The criminal procedure Act 1991 claims the court must hear evidence of two medical practitioners who have experience in diagnosis of mental disorder, in order to establish the defence of insanity but this has now been overruled as the courts have continued to interpret the rules to include within the definition states of mind that the medical profession would not classify as a “disease of mind.” The case of Sullivan is a good example. Despite medical evidence declaring that a disease of the mind was a disorder of brain functions for a prolonged period of time and further declaring that a seizure was not a disease of the mind, this was held to be irrelevant. It was found that the defendant’s epilepsy had during the course of the actual seizure caused impairment of faculties, which in turn caused a defect of reason, thereby satisfying the legal definition of insanity. CASE
It must add further pain to the accused when the result of a successful insanity plea is not a straightforward acquittal; it is a ‘special verdict; of ‘not guilty by reason of insanity’ under the trial of Lunatics Act 1883. Surely it would not have been a difficult task for parliament to have repealed the act and modernised the law, rather than merely amending it in 1991.
The criminal defence of insanity seems to be incompatible with the civil law position under the Act. The rules have been stretched to over epileptics and diabetics, a category that is highly unlikely to be committed under the Act, while committing others that although not legally insane, would be committed according to established medical opinion. This highlights the fundamental issue of what actually constitutes a mental disorder for the purpose of determining legal criminal responsibility, which is clearly in a current state of confusion.

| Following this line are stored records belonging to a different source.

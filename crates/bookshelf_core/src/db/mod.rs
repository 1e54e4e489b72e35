//! SQLite storage bootstrap and schema migration entry points.
//!
//! # Responsibility
//! - Open and configure the SQLite connection backing the catalog.
//! - Create the `books` schema when absent.
//!
//! # Invariants
//! - Migration version is tracked via `PRAGMA user_version`.
//! - No catalog data is read or written before migrations succeed.

use std::error::Error;
use std::fmt::{Display, Formatter};

pub mod migrations;
mod open;

pub use open::{open_db, open_db_in_memory};

pub type DbResult<T> = Result<T, DbError>;

#[derive(Debug)]
pub enum DbError {
    Sqlite(rusqlite::Error),
    UnsupportedSchemaVersion {
        db_version: u32,
        latest_supported: u32,
    },
}

impl Display for DbError {
    fn fmt(&self, f: &mut Formatter<'_>) -> std::fmt::Result {
        match self {
            Self::Sqlite(err) => write!(f, "{err}"),
            Self::UnsupportedSchemaVersion {
                db_version,
                latest_supported,
            } => write!(
                f,
                "database schema version {db_version} is newer than supported {latest_supported}"
            ),
        }
    }
}

impl Error for DbError {
    fn source(&self) -> Option<&(dyn Error + 'static)> {
        match self {
            Self::Sqlite(err) => Some(err),
            Self::UnsupportedSchemaVersion { .. } => None,
        }
    }
}

impl From<rusqlite::Error> for DbError {
    fn from(value: rusqlite::Error) -> Self {
        Self::Sqlite(value)
    }
}
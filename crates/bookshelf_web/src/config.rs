//! Server configuration resolved from `BOOKSHELF_*` environment variables.

use std::env;
use std::net::SocketAddr;
use std::path::PathBuf;

pub const DEFAULT_BIND: &str = "127.0.0.1:5000";
pub const DEFAULT_DB_PATH: &str = "new-books-collection.db";

#[derive(Debug, Clone, PartialEq, Eq)]
pub struct ServerConfig {
    pub bind_addr: SocketAddr,
    pub db_path: PathBuf,
    pub log_level: String,
    /// Absolute directory for rolling log files.
    pub log_dir: PathBuf,
}

impl ServerConfig {
    /// Reads the process environment.
    pub fn from_env() -> Result<Self, String> {
        Self::from_lookup(|name| env::var(name).ok())
    }

    /// Resolves configuration through `lookup`, so tests need not touch the
    /// process environment.
    pub fn from_lookup(lookup: impl Fn(&str) -> Option<String>) -> Result<Self, String> {
        let read = |name: &str| {
            lookup(name)
                .map(|value| value.trim().to_string())
                .filter(|value| !value.is_empty())
        };

        let bind = read("BOOKSHELF_BIND").unwrap_or_else(|| DEFAULT_BIND.to_string());
        let bind_addr = bind
            .parse::<SocketAddr>()
            .map_err(|err| format!("invalid BOOKSHELF_BIND `{bind}`: {err}"))?;

        let db_path =
            PathBuf::from(read("BOOKSHELF_DB_PATH").unwrap_or_else(|| DEFAULT_DB_PATH.to_string()));

        let log_level = read("BOOKSHELF_LOG_LEVEL")
            .unwrap_or_else(|| bookshelf_core::default_log_level().to_string());

        let log_dir = match read("BOOKSHELF_LOG_DIR") {
            Some(dir) => absolutize(PathBuf::from(dir))?,
            None => absolutize(PathBuf::from("logs"))?,
        };

        Ok(Self {
            bind_addr,
            db_path,
            log_level,
            log_dir,
        })
    }
}

fn absolutize(path: PathBuf) -> Result<PathBuf, String> {
    if path.is_absolute() {
        return Ok(path);
    }
    env::current_dir()
        .map(|cwd| cwd.join(path))
        .map_err(|err| format!("cannot resolve working directory: {err}"))
}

Furthermore, many criticisms can be made to the verdicts on insanity cases. The defence of insanity is rarely used, due to the strict sentencing procedure. If the defendant is found ‘guilty by reason of insanity’ then the judge would have no alternative but send him to an indefinite place in a secure hospital without a maximum sentence. In contrast, conviction for murder or manslaughter would result in a determinate sentence of between 10-15 years. Most defendants would possibly prefer a straightforward conviction. It has been suggested that many defendants with mental problems do not raise the defence for these reasons and this means that such insane defendant are not receiving the treatment they need and instead are detained in prisons. There is also a potential conflict with Article 5 of the ECHR which states a person of unsound mind may only be detained where proper account is taken of objective medical evidence.